Disfix was written for the ELISION Ensemble and is dedicated to Richard Haynes, Tristram Williams, Benjamin Marks and Daryl Buckley, each of whom is a force in and of themselves.
REACTIONS
"The other really notable piece on this programme was Timothy McCormack’s Disfix. This is an important work by a very important (although still emerging) composer. Again, I heard this work for the first time at HCMF, where the sheer violence and force of this work were nearly overwhelming." -"Invisibility", Robert Dahm [ Sound is Grammar ]
"Tim McCormack‘s Disfix for bass clarinet, piccolo trumpet, and trombone had a very different quality of intensity, to say the least. I think of it as multiply embedded explosions. I don’t even know if that is possible, let alone accurate, but it’s how I remember it. The performances by Rich Haynes, Tristram Williams, and Benjamin Marks were hugely energetic and truly stellar." -"Huddersfield 2009 (2/5) - ELISION", Jennie Gottschalk [ Sound Expanse ]
"Pleasant sounds pop about in a mild, gently hysterical frenzy. Parts break up, jump from one performer to another and then come tightly together in parallel. Phrases are short, silences are brief. Lots of talking and singing through the instruments [...] By the end it all hangs together to give an overall movement from disjunction to cohesion. A difficult work brilliantly played; I could easily listen to it again." -"Musical Miracles", Greg Hooper [ Real Time Arts ]

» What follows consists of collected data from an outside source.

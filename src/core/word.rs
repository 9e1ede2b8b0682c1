//! Five-letter word representation
//!
//! A `Word` is always exactly [`WORD_LEN`] ASCII letters, stored uppercase so
//! that comparisons between guesses and the secret are plain equality.

use super::WORD_LEN;
use rustc_hash::FxHashMap;
use std::fmt;

/// A validated five-letter word, normalized to uppercase
#[derive(Debug, Clone, PartialEq, Eq, Hash)]
pub struct Word {
    text: String,
    chars: [u8; WORD_LEN],
}

/// Error type for invalid words
#[derive(Debug, Clone, PartialEq, Eq)]
pub enum WordError {
    InvalidLength(usize),
    NonAscii,
    InvalidCharacters,
}

impl fmt::Display for WordError {
    fn fmt(&self, f: &mut fmt::Formatter<'_>) -> fmt::Result {
        match self {
            Self::InvalidLength(len) => {
                write!(f, "Word must be exactly {WORD_LEN} letters, got {len}")
            }
            Self::NonAscii => write!(f, "Word must contain only ASCII letters"),
            Self::InvalidCharacters => write!(f, "Word contains invalid characters"),
        }
    }
}

impl std::error::Error for WordError {}

impl Word {
    /// Parse a word, case-insensitively
    ///
    /// # Errors
    /// `WordError::NonAscii` for any non-ASCII input, then
    /// `WordError::InvalidLength` unless it has exactly five characters, then
    /// `WordError::InvalidCharacters` if any of them is not a letter.
    ///
    /// # Examples
    /// ```
    /// use wordle_game::core::Word;
    ///
    /// let word = Word::new("crane").unwrap();
    /// assert_eq!(word.text(), "CRANE");
    ///
    /// assert!(Word::new("too long").is_err());
    /// assert!(Word::new("sh0rt").is_err());
    /// ```
    pub fn new(text: impl Into<String>) -> Result<Self, WordError> {
        let text: String = text.into();

        if !text.is_ascii() {
            return Err(WordError::NonAscii);
        }

        let text = text.to_ascii_uppercase();

        if text.len() != WORD_LEN {
            return Err(WordError::InvalidLength(text.len()));
        }

        let mut chars = [0u8; WORD_LEN];
        for (slot, byte) in chars.iter_mut().zip(text.bytes()) {
            if !byte.is_ascii_uppercase() {
                return Err(WordError::InvalidCharacters);
            }
            *slot = byte;
        }

        Ok(Self { text, chars })
    }

    /// Build a word from a row of letters, as assembled from the board
    ///
    /// # Errors
    /// Same rules as [`Word::new`].
    pub fn from_letters(letters: [char; WORD_LEN]) -> Result<Self, WordError> {
        Self::new(letters.iter().collect::<String>())
    }

    /// Uppercase text
    #[inline]
    #[must_use]
    pub fn text(&self) -> &str {
        &self.text
    }

    /// Uppercase ASCII bytes
    #[inline]
    #[must_use]
    pub const fn chars(&self) -> &[u8; WORD_LEN] {
        &self.chars
    }

    /// Letter at `position`
    ///
    /// # Panics
    /// Panics if `position >= WORD_LEN`
    #[inline]
    #[must_use]
    pub const fn char_at(&self, position: usize) -> u8 {
        self.chars[position]
    }

    /// Occurrences of each letter, the pool consumed while scoring
    #[inline]
    pub(crate) fn char_counts(&self) -> FxHashMap<u8, u8> {
        let mut counts = FxHashMap::default();
        for &ch in &self.chars {
            *counts.entry(ch).or_insert(0) += 1;
        }
        counts
    }
}

impl fmt::Display for Word {
    fn fmt(&self, f: &mut fmt::Formatter<'_>) -> fmt::Result {
        write!(f, "{}", self.text)
    }
}

impl std::str::FromStr for Word {
    type Err = WordError;

    fn from_str(s: &str) -> Result<Self, Self::Err> {
        Self::new(s)
    }
}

"Timothy McCormack’s Disfix builds on similar techniques of decoupling. The multi-dimensional interaction of mouth, fingers, breath and vocal actions in his trio for bass clarinet, piccolo trumpet and trombone produces a tough, infinitely complex nest of contradictory forces, and music that is both brash and continually under threat of self-destruction. It made for an invigorating start." -"OUT HEAR: Invisibility", Tim Rutherford-Johnson [ Musical Pointers ]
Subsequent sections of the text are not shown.